Lesley Blume’s List of Must-Read Children’s Books

With a focus on the classics, Blume (author of Tennyson) has created quite the list of must-read children’s books plus a great interview on NPR.  The list has a few of my personal favorites and others that I agree with, and some that make my head tilt in a questioning way.  Meaning that it is a good list!

Here are my favorites on the list, all of them straight from my own childhood reading:

The Devil’s Storybook by Natalie Babbitt

The Phantom Tollbooth by Norton Juster and Jules Feiffer

From the Mixed-Up Files of Mrs. Basil E. Frankweiler by E.L. Konigsburg

AND MY ALL-TIME FAVORITE:

Watership Down by Richard Adams

My mother read this aloud to my brothers and me at breakfast.  Twice.  Maybe more.  Bigwig…  Sigh.  I remember us all listening with rapt attention and tears streaming down our faces.  It was truly transporting.  And what a joy to see it on this list.

Bravo Lisa Von Drasek!

Lisa Von Drasek, Children’s Librarian at the Bank Street Library of Education in New York, has written a great rebuttal to the sadly misinformed It Was, Like, All Dark and Stormy.  I especially appreciate the correction about librarians who “want to keep the book off the shelves.”  That certainly shows a misunderstanding of the role of librarians in selecting materials for teens! 

Confused YA Lit Article

Why should I be surprised, really?  Isn’t it just the norm to have a look at teen literature that is shallow, dismissive and uninformed?  This time it is the Wall Street Journal that has an article like this.  The title alone should have warned me away:  It Was, Like, All Dark and Stormy.

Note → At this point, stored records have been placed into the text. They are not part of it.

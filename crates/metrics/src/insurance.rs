//! Insurance-sector metrics.

use crate::error::MetricError;
use crate::util::{classified, pct};
use classification::{ThresholdBand, ThresholdTable};
use core_types::{FinancialDataRecord, MetricCategory, MetricResult};

const CATEGORY: MetricCategory = MetricCategory::Insurance;

pub const LOSS_RATIO: ThresholdTable = ThresholdTable::new(&[
    ThresholdBand::at_most("excellent", 50.0),
    ThresholdBand::between("good", 50.0, 65.0),
    ThresholdBand::between("average", 65.0, 80.0),
    ThresholdBand::at_least("poor", 80.0),
]);

pub const EXPENSE_RATIO: ThresholdTable = ThresholdTable::new(&[
    ThresholdBand::at_most("excellent", 25.0),
    ThresholdBand::between("good", 25.0, 32.0),
    ThresholdBand::between("average", 32.0, 40.0),
    ThresholdBand::at_least("poor", 40.0),
]);

pub const COMBINED_RATIO: ThresholdTable = ThresholdTable::new(&[
    ThresholdBand::at_most("profitable", 100.0),
    ThresholdBand::between("marginal", 100.0, 105.0),
    ThresholdBand::at_least("unprofitable", 105.0),
]);

pub const RETENTION_RATIO: ThresholdTable = ThresholdTable::new(&[
    ThresholdBand::at_least("high", 85.0),
    ThresholdBand::between("moderate", 60.0, 85.0),
    ThresholdBand::at_most("low", 60.0),
]);

pub const SOLVENCY_RATIO: ThresholdTable = ThresholdTable::new(&[
    ThresholdBand::at_least("strong", 2.0),
    ThresholdBand::between("adequate", 1.5, 2.0),
    ThresholdBand::at_most("weak", 1.5),
]);

/// Claims incurred as a percentage of premiums earned.
pub fn loss_ratio(record: &FinancialDataRecord) -> Result<MetricResult, MetricError> {
    let value = pct(record.get("claims_incurred"), record.get("premiums_earned"));
    Ok(classified(value, 1, &LOSS_RATIO, CATEGORY, "underwriting"))
}

/// Underwriting expenses as a percentage of premiums earned.
pub fn expense_ratio(record: &FinancialDataRecord) -> Result<MetricResult, MetricError> {
    let value = pct(
        record.get("underwriting_expenses"),
        record.get("premiums_earned"),
    );
    Ok(classified(value, 1, &EXPENSE_RATIO, CATEGORY, "underwriting"))
}

/// Loss ratio + expense ratio. Below 100% means underwriting profit.
pub fn combined_ratio(record: &FinancialDataRecord) -> Result<MetricResult, MetricError> {
    let loss = pct(record.get("claims_incurred"), record.get("premiums_earned"));
    let expense = pct(
        record.get("underwriting_expenses"),
        record.get("premiums_earned"),
    );
    let value = match (loss, expense) {
        (Some(l), Some(e)) => Some(l + e),
        _ => None,
    };
    Ok(classified(value, 1, &COMBINED_RATIO, CATEGORY, "underwriting"))
}

/// Net premiums written as a percentage of gross premiums written.
pub fn retention_ratio(record: &FinancialDataRecord) -> Result<MetricResult, MetricError> {
    let value = pct(
        record.get("net_premiums_written"),
        record.get("gross_premiums_written"),
    );
    Ok(classified(value, 1, &RETENTION_RATIO, CATEGORY, "reinsurance"))
}

/// Available capital over net premiums written.
pub fn solvency_ratio(record: &FinancialDataRecord) -> Result<MetricResult, MetricError> {
    let value = crate::util::safe_div(
        record.get("total_equity"),
        record.get("net_premiums_written"),
    );
    Ok(classified(value, 2, &SOLVENCY_RATIO, CATEGORY, "capital"))
}

#[cfg(test)]
mod tests {
    use super::*;

    #[test]
    fn combined_ratio_adds_both_legs() {
        let record = FinancialDataRecord::from([
            ("claims_incurred", 60_000.0),
            ("underwriting_expenses", 30_000.0),
            ("premiums_earned", 100_000.0),
        ]);
        let result = combined_ratio(&record).unwrap();
        assert_eq!(result.value, Some(90.0));
        assert_eq!(result.interpretation, "profitable");
    }

    #[test]
    fn combined_ratio_needs_both_legs() {
        let record = FinancialDataRecord::from([
            ("claims_incurred", 60_000.0),
            ("premiums_earned", 100_000.0),
        ]);
        let result = combined_ratio(&record).unwrap();
        assert_eq!(result.value, None);
    }
}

The author of the article, Katie Roiphe, manages to minimize The Hunger Games, Thirteen Reasons Why, Wintergirls, and If I Stay in a single article.  Quite the accomplishment!  All of them are lumped together into proof that the pink and purple world of teen books (when was that?!) has morphed into a frightening rollercoaster ride straight to doom. 

She shows a remarkable confusion about why teens read darker fiction:

Unsettling as it is, there is a certain amount of comfort to be gleaned from the new disaster fiction; it makes its readers feel less alone. What is striking in the response to these books is how many teenagers seem to identify with their characters, even though their experiences (suicide, car crashes, starvation, murder) would seem to place them on the outer fringes of normal life.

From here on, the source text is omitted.